What you are asked to do: Copy all of the data below without altering a single line.

──────── Data for processing

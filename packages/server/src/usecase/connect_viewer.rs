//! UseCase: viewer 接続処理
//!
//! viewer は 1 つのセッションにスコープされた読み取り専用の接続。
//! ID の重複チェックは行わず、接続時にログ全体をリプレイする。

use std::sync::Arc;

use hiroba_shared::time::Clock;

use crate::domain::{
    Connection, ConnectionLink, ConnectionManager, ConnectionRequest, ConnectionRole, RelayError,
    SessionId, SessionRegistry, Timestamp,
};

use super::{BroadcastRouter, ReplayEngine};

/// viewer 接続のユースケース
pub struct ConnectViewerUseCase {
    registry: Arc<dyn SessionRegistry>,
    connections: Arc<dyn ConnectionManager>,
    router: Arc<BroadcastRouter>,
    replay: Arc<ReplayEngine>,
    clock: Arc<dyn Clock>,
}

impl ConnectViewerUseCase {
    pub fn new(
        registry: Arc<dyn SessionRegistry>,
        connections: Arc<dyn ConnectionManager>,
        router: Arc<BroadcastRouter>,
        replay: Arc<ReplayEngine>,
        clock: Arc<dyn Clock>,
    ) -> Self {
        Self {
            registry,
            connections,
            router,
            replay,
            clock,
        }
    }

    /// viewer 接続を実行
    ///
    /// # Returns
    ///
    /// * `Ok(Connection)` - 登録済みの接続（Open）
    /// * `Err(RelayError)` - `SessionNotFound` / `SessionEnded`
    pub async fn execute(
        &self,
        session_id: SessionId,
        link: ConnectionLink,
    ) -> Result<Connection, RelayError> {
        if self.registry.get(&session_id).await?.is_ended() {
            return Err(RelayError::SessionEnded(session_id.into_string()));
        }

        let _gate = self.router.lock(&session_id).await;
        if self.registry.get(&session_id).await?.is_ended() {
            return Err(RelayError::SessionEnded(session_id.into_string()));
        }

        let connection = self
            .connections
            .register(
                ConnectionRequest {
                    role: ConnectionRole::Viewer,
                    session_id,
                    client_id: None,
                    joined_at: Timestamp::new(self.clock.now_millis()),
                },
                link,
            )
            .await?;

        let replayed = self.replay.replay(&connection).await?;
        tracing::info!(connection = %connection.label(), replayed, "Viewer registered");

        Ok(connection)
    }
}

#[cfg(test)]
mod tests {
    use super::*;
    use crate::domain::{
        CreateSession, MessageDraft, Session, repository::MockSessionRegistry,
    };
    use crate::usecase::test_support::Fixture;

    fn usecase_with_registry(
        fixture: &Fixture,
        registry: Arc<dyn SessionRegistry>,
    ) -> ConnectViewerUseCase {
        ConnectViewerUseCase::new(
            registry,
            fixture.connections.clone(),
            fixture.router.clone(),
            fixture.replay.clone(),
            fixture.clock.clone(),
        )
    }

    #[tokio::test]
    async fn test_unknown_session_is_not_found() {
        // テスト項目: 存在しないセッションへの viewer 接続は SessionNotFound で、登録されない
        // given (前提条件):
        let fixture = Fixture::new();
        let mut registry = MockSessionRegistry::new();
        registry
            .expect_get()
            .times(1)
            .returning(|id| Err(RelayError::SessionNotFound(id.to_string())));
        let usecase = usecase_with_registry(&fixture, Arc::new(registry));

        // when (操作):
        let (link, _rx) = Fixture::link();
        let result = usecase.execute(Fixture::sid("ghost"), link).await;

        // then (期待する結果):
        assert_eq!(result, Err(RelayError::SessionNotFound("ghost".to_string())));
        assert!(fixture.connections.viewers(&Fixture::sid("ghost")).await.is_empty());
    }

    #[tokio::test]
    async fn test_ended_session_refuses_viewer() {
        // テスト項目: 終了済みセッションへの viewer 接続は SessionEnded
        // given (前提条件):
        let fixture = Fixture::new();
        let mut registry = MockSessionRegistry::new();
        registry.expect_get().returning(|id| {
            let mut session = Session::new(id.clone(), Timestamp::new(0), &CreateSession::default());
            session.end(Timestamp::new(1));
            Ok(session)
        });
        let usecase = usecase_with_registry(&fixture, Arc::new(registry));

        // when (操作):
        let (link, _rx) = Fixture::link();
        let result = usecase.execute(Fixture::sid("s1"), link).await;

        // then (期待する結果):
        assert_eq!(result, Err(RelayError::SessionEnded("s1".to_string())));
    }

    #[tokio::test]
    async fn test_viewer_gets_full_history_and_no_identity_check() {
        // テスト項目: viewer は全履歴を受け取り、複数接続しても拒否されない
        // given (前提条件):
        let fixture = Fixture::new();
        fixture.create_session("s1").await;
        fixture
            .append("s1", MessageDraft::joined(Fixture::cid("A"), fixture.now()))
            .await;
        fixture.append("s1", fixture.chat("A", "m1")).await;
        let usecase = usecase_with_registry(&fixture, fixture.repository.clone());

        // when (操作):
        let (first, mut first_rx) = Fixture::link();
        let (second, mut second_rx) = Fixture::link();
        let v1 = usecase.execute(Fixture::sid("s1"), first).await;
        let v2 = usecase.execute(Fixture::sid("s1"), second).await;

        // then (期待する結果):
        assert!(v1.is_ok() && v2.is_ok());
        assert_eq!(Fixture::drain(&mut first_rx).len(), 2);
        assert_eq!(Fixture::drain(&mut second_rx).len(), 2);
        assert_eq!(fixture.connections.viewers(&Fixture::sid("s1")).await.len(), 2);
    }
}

────────────────

Response to this task:
filename packages/server/src/usecase/connect_viewer.rs
//! UseCase: viewer 接続処理
//!
//! viewer は 1 つのセッションにスコープされた読み取り専用の接続。
//! ID の重複チェックは行わず、接続時にログ全体をリプレイする。

use std::sync::Arc;

use hiroba_shared::time::Clock;

use crate::domain::{
    Connection, ConnectionLink, ConnectionManager, ConnectionRequest, ConnectionRole, RelayError,
    SessionId, SessionRegistry, Timestamp,
};

use super::{BroadcastRouter, ReplayEngine};

/// viewer 接続のユースケース
pub struct ConnectViewerUseCase {
    registry: Arc<dyn SessionRegistry>,
    connections: Arc<dyn ConnectionManager>,
    router: Arc<BroadcastRouter>,
    replay: Arc<ReplayEngine>,
    clock: Arc<dyn Clock>,
}

impl ConnectViewerUseCase {
    pub fn new(
        registry: Arc<dyn SessionRegistry>,
        connections: Arc<dyn ConnectionManager>,
        router: Arc<BroadcastRouter>,
        replay: Arc<ReplayEngine>,
        clock: Arc<dyn Clock>,
    ) -> Self {
        Self {
            registry,
            connections,
            router,
            replay,
            clock,
        }
    }

    /// viewer 接続を実行
    ///
    /// # Returns
    ///
    /// * `Ok(Connection)` - 登録済みの接続（Open）
    /// * `Err(RelayError)` - `SessionNotFound` / `SessionEnded`
    pub async fn execute(
        &self,
        session_id: SessionId,
        link: ConnectionLink,
    ) -> Result<Connection, RelayError> {
        if self.registry.get(&session_id).await?.is_ended() {
            return Err(RelayError::SessionEnded(session_id.into_string()));
        }

        let _gate = self.router.lock(&session_id).await;
        if self.registry.get(&session_id).await?.is_ended() {
            return Err(RelayError::SessionEnded(session_id.into_string()));
        }

        let connection = self
            .connections
            .register(
                ConnectionRequest {
                    role: ConnectionRole::Viewer,
                    session_id,
                    client_id: None,
                    joined_at: Timestamp::new(self.clock.now_millis()),
                },
                link,
            )
            .await?;

        let replayed = self.replay.replay(&connection).await?;
        tracing::info!(connection = %connection.label(), replayed, "Viewer registered");

        Ok(connection)
    }
}

#[cfg(test)]
mod tests {
    use super::*;
    use crate::domain::{
        CreateSession, MessageDraft, Session, repository::MockSessionRegistry,
    };
    use crate::usecase::test_support::Fixture;

    fn usecase_with_registry(
        fixture: &Fixture,
        registry: Arc<dyn SessionRegistry>,
    ) -> ConnectViewerUseCase {
        ConnectViewerUseCase::new(
            registry,
            fixture.connections.clone(),
            fixture.router.clone(),
            fixture.replay.clone(),
            fixture.clock.clone(),
        )
    }

    #[tokio::test]
    async fn test_unknown_session_is_not_found() {
        // テスト項目: 存在しないセッションへの viewer 接続は SessionNotFound で、登録されない
        // given (前提条件):
        let fixture = Fixture::new();
        let mut registry = MockSessionRegistry::new();
        registry
            .expect_get()
            .times(1)
            .returning(|id| Err(RelayError::SessionNotFound(id.to_string())));
        let usecase = usecase_with_registry(&fixture, Arc::new(registry));

        // when (操作):
        let (link, _rx) = Fixture::link();
        let result = usecase.execute(Fixture::sid("ghost"), link).await;

        // then (期待する結果):
        assert_eq!(result, Err(RelayError::SessionNotFound("ghost".to_string())));
        assert!(fixture.connections.viewers(&Fixture::sid("ghost")).await.is_empty());
    }

    #[tokio::test]
    async fn test_ended_session_refuses_viewer() {
        // テスト項目: 終了済みセッションへの viewer 接続は SessionEnded
        // given (前提条件):
        let fixture = Fixture::new();
        let mut registry = MockSessionRegistry::new();
        registry.expect_get().returning(|id| {
            let mut session = Session::new(id.clone(), Timestamp::new(0), &CreateSession::default());
            session.end(Timestamp::new(1));
            Ok(session)
        });
        let usecase = usecase_with_registry(&fixture, Arc::new(registry));

        // when (操作):
        let (link, _rx) = Fixture::link();
        let result = usecase.execute(Fixture::sid("s1"), link).await;

        // then (期待する結果):
        assert_eq!(result, Err(RelayError::SessionEnded("s1".to_string())));
    }

    #[tokio::test]
    async fn test_viewer_gets_full_history_and_no_identity_check() {
        // テスト項目: viewer は全履歴を受け取り、複数接続しても拒否されない
        // given (前提条件):
        let fixture = Fixture::new();
        fixture.create_session("s1").await;
        fixture
            .append("s1", MessageDraft::joined(Fixture::cid("A"), fixture.now()))
            .await;
        fixture.append("s1", fixture.chat("A", "m1")).await;
        let usecase = usecase_with_registry(&fixture, fixture.repository.clone());

        // when (操作):
        let (first, mut first_rx) = Fixture::link();
        let (second, mut second_rx) = Fixture::link();
        let v1 = usecase.execute(Fixture::sid("s1"), first).await;
        let v2 = usecase.execute(Fixture::sid("s1"), second).await;

        // then (期待する結果):
        assert!(v1.is_ok() && v2.is_ok());
        assert_eq!(Fixture::drain(&mut first_rx).len(), 2);
        assert_eq!(Fixture::drain(&mut second_rx).len(), 2);
        assert_eq!(fixture.connections.viewers(&Fixture::sid("s1")).await.len(), 2);
    }
}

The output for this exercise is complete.